Galaxy Docker Compose
This setup is built on the idea to use a basic docker-compose file and extend it
for additional use cases. Therefore the docker-compose.yml is the base of the
whole setup. By concatinating additional files, you can extend it to use, for
example, HTCondor (see Usage).
All working data (database, virtual environment, etc.) is exported in the
EXPORT_DIR, which defaults to ./export.
Usage
First startup
When starting the setup for the first time, the Galaxy container will copy
a bunch of files into the EXPORT_DIR. This might take quite some time
to finish (even 20 minutes or more). Please don't interrupt the setup in
this period, as this might result in a broken state of the EXPORT_DIR
(see Killing while first start up).
Basic setup
Simply run
docker-compose up
to start Galaxy. In the basic setup, Galaxy together with Nginx as the proxy, Postgres as the DB, and RabbitMQ as the message queue is run.
The default username and password is "admin", "password" (API key "fakekey").
Those credentials are set at first run and can be tweaked using the environment
variables GALAXY_DEFAULT_ADMIN_USER, GALAXY_DEFAULT_ADMIN_EMAIL,
GALAXY_DEFAULT_ADMIN_PASSWORD, and GALAXY_DEFAULT_ADMIN_KEY in the
docker-compose.yml file. If you want to change the email address of an admin,
remember to update the admin_users setting of the Galaxy config (also
see Configuration to learn how to configure Galaxy).
Running in background
If you want to run the setup in the background, use the detach option (-d):
docker-compose up -d
Upgrading to a newer Galaxy version
When not setting IMAGE_TAG to a specific version, Docker-Compose will always
fetch the newest image and therefore Galaxy version available. Depending
on the magnitude of the upgrade, you may need to delete the virtual
environment of Galaxy (EXPORT_PATH/galaxy/.venv) before you start the
setup again. The DB migration depends on the database_auto_migrate
setting for Galaxy (which is not
set on default and will therefore be false normally).
Extending the setup
Beyond the basic usage, extending the setup is as easy as adding a additional
docker-compose extension file. This is done be the standard docker-compose syntax:
docker-compose -f docker-compose.yml -f docker-compose.EXTENSION.yml. Simply
concatenate the extensions you want to use. The rest should be handled for you.

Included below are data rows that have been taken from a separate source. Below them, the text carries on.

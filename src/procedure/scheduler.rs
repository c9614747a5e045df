//! Procedure scheduler
//!
//! Exclusive resource locks plus the ready queue. A procedure is handed to a
//! worker only once it holds the lock for its resource key, so work on one
//! resource is serialized while distinct resources run in parallel.
//! Procedures that lose a lock race are parked on that key and become ready,
//! in arrival order, when the holder releases it.

use super::ProcId;
use std::collections::{HashMap, VecDeque};

#[derive(Debug, Default)]
pub struct Scheduler {
    ready: VecDeque<ProcId>,
    locks: HashMap<String, ProcId>,
    waiters: HashMap<String, VecDeque<ProcId>>,
}

impl Scheduler {
    pub fn new() -> Self {
        Self::default()
    }

    /// Grant `key` to `proc_id` if it is free or already held by it.
    /// On denial returns the current holder.
    pub fn try_acquire(&mut self, key: &str, proc_id: ProcId) -> Result<(), ProcId> {
        match self.locks.get(key) {
            Some(&holder) if holder != proc_id => Err(holder),
            Some(_) => Ok(()),
            None => {
                self.locks.insert(key.to_string(), proc_id);
                Ok(())
            }
        }
    }

    /// Release `key` if `proc_id` holds it. The lock passes straight to the
    /// first parked waiter, which becomes ready; that waiter is returned.
    pub fn release(&mut self, key: &str, proc_id: ProcId) -> Option<ProcId> {
        if self.locks.get(key) != Some(&proc_id) {
            return None;
        }
        self.locks.remove(key);

        let next = self.waiters.get_mut(key).and_then(|q| q.pop_front());
        if self.waiters.get(key).is_some_and(|q| q.is_empty()) {
            self.waiters.remove(key);
        }
        if let Some(next) = next {
            self.locks.insert(key.to_string(), next);
            self.ready.push_back(next);
        }
        next
    }

    pub fn holder(&self, key: &str) -> Option<ProcId> {
        self.locks.get(key).copied()
    }

    /// Make a procedure runnable. Returns false if it was parked behind
    /// another holder of `key`.
    pub fn enqueue(&mut self, proc_id: ProcId, key: Option<&str>) -> bool {
        if let Some(key) = key {
            if self.try_acquire(key, proc_id).is_err() {
                let queue = self.waiters.entry(key.to_string()).or_default();
                if !queue.contains(&proc_id) {
                    queue.push_back(proc_id);
                }
                return false;
            }
        }
        if !self.ready.contains(&proc_id) {
            self.ready.push_back(proc_id);
        }
        true
    }

    /// Next procedure to run.
    pub fn poll(&mut self) -> Option<ProcId> {
        self.ready.pop_front()
    }

    pub fn ready_len(&self) -> usize {
        self.ready.len()
    }

    pub fn locks_held(&self) -> usize {
        self.locks.len()
    }

    pub fn clear(&mut self) {
        self.ready.clear();
        self.locks.clear();
        self.waiters.clear();
    }
}
//! Server crash recovery procedure
//!
//! ```text
//! Start ─▶ RecoverLogs ─▶ FinishLogRecovery ─▶ QueryPartitions ─▶ Reassign ─▶ Finish
//!  │          │ spawns SplitLog × segments                          │ spawns ReassignPartition × partitions
//!  ▼          ▼                                  ▼                                       ▼
//! Splitting                                   Offline                               node deleted
//! ```
//!
//! Every step advances `step` before returning, so the persisted record
//! always names the next step to run. Steps that spawn children persist the
//! child set together with the suspended parent; after a restart the parent
//! waits on exactly those children.

use super::server_state::{PartitionRef, ServerName, ServerState, ServerTracker};
use super::subprocedure::{ReassignData, SplitLogData};
use crate::common::{Error, Result};
use crate::procedure::{Effect, Flow, ProcId, ProcedureKind, StepContext};
use serde::{Deserialize, Serialize};
use tracing::{debug, info};

#[derive(Debug, Clone, Copy, PartialEq, Eq, Serialize, Deserialize)]
pub enum CrashStep {
    Start,
    RecoverLogs,
    FinishLogRecovery,
    QueryPartitions,
    Reassign,
    Finish,
}

impl CrashStep {
    pub fn name(&self) -> &'static str {
        match self {
            CrashStep::Start => "Start",
            CrashStep::RecoverLogs => "RecoverLogs",
            CrashStep::FinishLogRecovery => "FinishLogRecovery",
            CrashStep::QueryPartitions => "QueryPartitions",
            CrashStep::Reassign => "Reassign",
            CrashStep::Finish => "Finish",
        }
    }

    /// Tracker state implied by having persisted this as the next step.
    fn server_state(&self) -> ServerState {
        match self {
            CrashStep::Start => ServerState::Crashed,
            CrashStep::RecoverLogs | CrashStep::FinishLogRecovery => ServerState::Splitting,
            CrashStep::QueryPartitions | CrashStep::Reassign | CrashStep::Finish => {
                ServerState::Offline
            }
        }
    }
}

#[derive(Debug, Clone, Serialize, Deserialize)]
pub struct ServerCrashData {
    pub server: ServerName,
    pub step: CrashStep,
    /// Partitions owned at the time of the crash, filled by `QueryPartitions`
    #[serde(default)]
    pub partitions: Vec<PartitionRef>,
}

impl ServerCrashData {
    pub fn new(server: ServerName) -> Self {
        Self {
            server,
            step: CrashStep::Start,
            partitions: Vec::new(),
        }
    }
}

pub(crate) async fn execute(d: &mut ServerCrashData, ctx: &mut StepContext<'_>) -> Result<Flow> {
    let env = ctx.env();
    match d.step {
        CrashStep::Start => {
            let node = env
                .tracker
                .get(&d.server)
                .ok_or_else(|| Error::ServerNotFound(d.server.to_string()))?;
            if node.state != ServerState::Crashed || node.recovery != Some(ctx.proc_id()) {
                return Err(Error::IllegalTransition {
                    server: d.server.to_string(),
                    reason: format!(
                        "recovery cannot start from {} (claimed by {:?})",
                        node.state, node.recovery
                    ),
                });
            }
            info!(proc_id = ctx.proc_id(), server = %d.server, "Starting crash recovery");
            ctx.defer(Effect::AdvanceServer {
                server: d.server.clone(),
                state: ServerState::Splitting,
            });
            ctx.defer(Effect::TerminateServer {
                server: d.server.clone(),
            });
            d.step = CrashStep::RecoverLogs;
            Ok(Flow::Continue)
        }

        CrashStep::RecoverLogs => {
            d.step = CrashStep::FinishLogRecovery;
            if !env.split_log_per_segment {
                return Ok(Flow::Continue);
            }
            let segments = env.cluster.logs.list_segments(&d.server).await?;
            debug!(server = %d.server, segments = segments.len(), "Splitting write-ahead logs");
            Ok(Flow::Spawn(
                segments
                    .into_iter()
                    .map(|segment| {
                        ProcedureKind::SplitLog(SplitLogData {
                            server: d.server.clone(),
                            segment,
                        })
                    })
                    .collect(),
            ))
        }

        CrashStep::FinishLogRecovery => {
            let token = env.cluster.logs.recover_logs(&d.server).await?;
            debug!(server = %d.server, segments = token.segments, "Write-ahead logs recovered");
            ctx.defer(Effect::AdvanceServer {
                server: d.server.clone(),
                state: ServerState::Offline,
            });
            d.step = CrashStep::QueryPartitions;
            Ok(Flow::Continue)
        }

        CrashStep::QueryPartitions => {
            let owned = env.cluster.partitions.owned_partitions(&d.server).await?;
            d.partitions = owned.into_iter().collect();
            d.step = CrashStep::Reassign;
            Ok(Flow::Continue)
        }

        CrashStep::Reassign => {
            d.step = CrashStep::Finish;
            debug!(server = %d.server, partitions = d.partitions.len(), "Reassigning partitions");
            Ok(Flow::Spawn(
                d.partitions
                    .iter()
                    .map(|partition| {
                        ProcedureKind::ReassignPartition(ReassignData {
                            partition: partition.clone(),
                            from: d.server.clone(),
                        })
                    })
                    .collect(),
            ))
        }

        CrashStep::Finish => {
            ctx.defer(Effect::DeleteServer {
                server: d.server.clone(),
            });
            info!(
                proc_id = ctx.proc_id(),
                server = %d.server,
                partitions = d.partitions.len(),
                "Crash recovery finished"
            );
            Ok(Flow::Done)
        }
    }
}

/// Reinstall the tracker node of a recovery rebuilt from the log.
pub(crate) fn restore(d: &ServerCrashData, proc_id: ProcId, tracker: &ServerTracker) {
    let state = d.step.server_state();
    tracker.restore(&d.server, state, proc_id);
    debug!(proc_id, server = %d.server, step = d.step.name(), %state, "Restored crash recovery");
}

Running a HTCondor cluster
The docker-compose.htcondor.yml file is responsible to build up
an HTCondor cluster. Simply run:
docker-compose -f docker-compose.yml -f docker-compose.htcondor.yml up
This will bring up a "cluster" with one master and one executor. Galaxy
acts like the submit node. To scale
the cluster, run the up statement with a --scale htcondor-executor=n option.
The setup ships with a basic configuration for HTCondor (see the
base_config.yml file). To customize the settings, set the appropriate
HTCONDOR_MASTER_CONFIG_, HTCONDOR_EXECUTOR_CONFIG_, HTCONDOR_GALAXY_CONFIG
environment variables (see Configuration).
Running a SLURM cluster
Append the docker-compose.slurm.yml file to your docker-compose up command. This
will spin up a small Slurm cluster and configure Galaxy to schedule jobs there.
To scale the cluster, run the up statement with a --scale slurm_node=n option.
As all nodes need to be defined in the slurm.conf file, you will also need to
set the env variable SLURM_NODE_COUNT to the correct node count.
Here is an example for scaling to three nodes:
SLURM_NODE_COUNT=3 docker-compose -f docker-compose.yml -f docker-compose.slurm.yml up --scale slurm_node=3.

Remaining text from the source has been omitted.